La théorie des races, mise en vogue par l’Allemagne, fournit aux écoles aristocratiques leur principal argument. L’exemple qu’on choisit toujours à l’appui comme le moins discutable est celui des nègres : a-t-il cependant toute la portée qu’on lui attribue ? Que le cerveau des nègres ne soit pas virtuellement égal à celui des blancs, que tout accès leur soit fermé dans l’avenir aux grandes notions scientifiques ou morales, que tout au moins ils ne puissent se diriger eux-mêmes dans l’ordre civil et politique, c’est ce qui n’est point encore démontré. Quand il s’agit des animaux, le doute sur ce point est impossible : nous savons la limite qu’ils ne peuvent dépasser comme nous pouvons calculer la hauteur maximum que peut atteindre une pierre lancée par une fronde.
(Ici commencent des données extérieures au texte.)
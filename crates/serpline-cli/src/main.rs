//! serpline - search analytics ingestion CLI
//!
//! Imports search-performance rows for configured web properties from the
//! reporting API into a warehouse table or document collection, once per
//! day per property.

use std::sync::Arc;

use anyhow::Result;
use clap::{Parser, Subcommand};

use serpline_ingest::Config;

mod cmd;

#[derive(Parser)]
#[command(name = "serpline")]
#[command(about = "Search analytics ingestion pipeline")]
#[command(version)]
struct Cli {
    #[command(subcommand)]
    command: Command,

    /// Enable debug logging
    #[arg(long, global = true)]
    debug: bool,

    /// Config file path (default: ./serpline.toml or ~/.config/serpline/config.toml)
    #[arg(short, long, global = true)]
    config: Option<std::path::PathBuf>,
}

#[derive(Subcommand)]
enum Command {
    /// Import all configured properties for their target day
    Run(cmd::run::RunArgs),
    /// Show the resolved job plan without importing
    Plan,
    /// Show current configuration
    Config,
}

fn main() -> Result<()> {
    let cli = Cli::parse();

    // Progress context (TTY auto-detect)
    let progress = Arc::new(serpline_core::ProgressContext::new());

    // Logging:
    //   TTY:     quiet (warn) unless --debug  — progress lines show activity
    //   non-TTY: info unless --debug          — logs are the only progress indicator
    let is_tty = progress.is_tty();
    let multi = if is_tty { Some(progress.multi()) } else { None };
    let quiet = if is_tty { !cli.debug } else { false };
    serpline_core::init_logging(quiet, cli.debug, multi);

    let config = if let Some(path) = cli.config {
        Config::from_file(&path)?
    } else {
        Config::load()?
    };

    match cli.command {
        Command::Run(args) => cmd::run::run(args, &config, &progress),
        Command::Plan => cmd::plan::run(&config),
        Command::Config => {
            use comfy_table::{
                Cell, Color, Table, modifiers::UTF8_ROUND_CORNERS, presets::UTF8_FULL,
            };

            let mut table = Table::new();
            table
                .load_preset(UTF8_FULL)
                .apply_modifier(UTF8_ROUND_CORNERS)
                .set_header(vec![
                    Cell::new("Setting").fg(Color::Cyan),
                    Cell::new("Value").fg(Color::Cyan),
                ]);

            table.add_row(vec!["API base URL", &config.api.base_url]);
            table.add_row(vec![
                "Default credentials",
                &config
                    .api
                    .credentials
                    .as_ref()
                    .map(|p| p.display().to_string())
                    .unwrap_or_else(|| "not set".to_string()),
            ]);
            table.add_row(vec![
                "Destination",
                match config.destination.kind {
                    serpline_ingest::config::DestinationKind::Warehouse => "warehouse",
                    serpline_ingest::config::DestinationKind::DocumentStore => "document-store",
                },
            ]);
            table.add_row(vec!["Collection", &config.destination.collection]);
            table.add_row(vec![
                "Workers",
                &format!("{} (max: {})", config.workers.default, config.workers.max),
            ]);
            table.add_row(vec!["Properties", &config.properties.len().to_string()]);
            table.add_row(vec!["Jobs", &config.job_count().to_string()]);

            eprintln!("\n{table}");
            Ok(())
        }
    }
}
Les animaux ne parlent pas ; s’ils arrivaient un jour à parler, nous commencerions, malgré leur visage, à nous demander s’ils n’ont pas le droit de se conduire eux-mêmes[2]. Les nègres parlent, il en est même qui parlent latin et grec ; il est dans les écoles d’Amérique de jeunes négresses qui traduisent Thucydide et Platon. Un même idéal moral peut être conçu par la pensée des noirs et par celle des blancs. On sait ce que Montesquieu, avec cette généreuse ironie qui émut son siècle, disait des nègres : « Ils sont noirs depuis les pieds jusqu’à la tête et ils ont le nez si écrasé, qu’il est presque impossible de les plaindre ; » aujourd’hui on se demande s’il est certain que la peau noire et le nez écrasé soient incompatibles non-seulement avec l’intelligence, mais même avec le génie ? Déjà les nègres occupent en Amérique de hautes positions dans les affaires, dans la magistrature, dans la politique ; que dirions-nous s’il naissait demain parmi eux quelque grand poète, quelque grand artiste, quelque grand

  1. Voyez la Revue du 1er avril.
  2. « Il n’y a d’esclave naturel, disait Epictète, que celui qui ne participe pas à la raison ; or cela n’est vrai que des bêtes et non des hommes. Si l’âne avait en partage la raison et la volonté, il se refuserait légitimement à notre empire ; il serait un être semblable à nous. »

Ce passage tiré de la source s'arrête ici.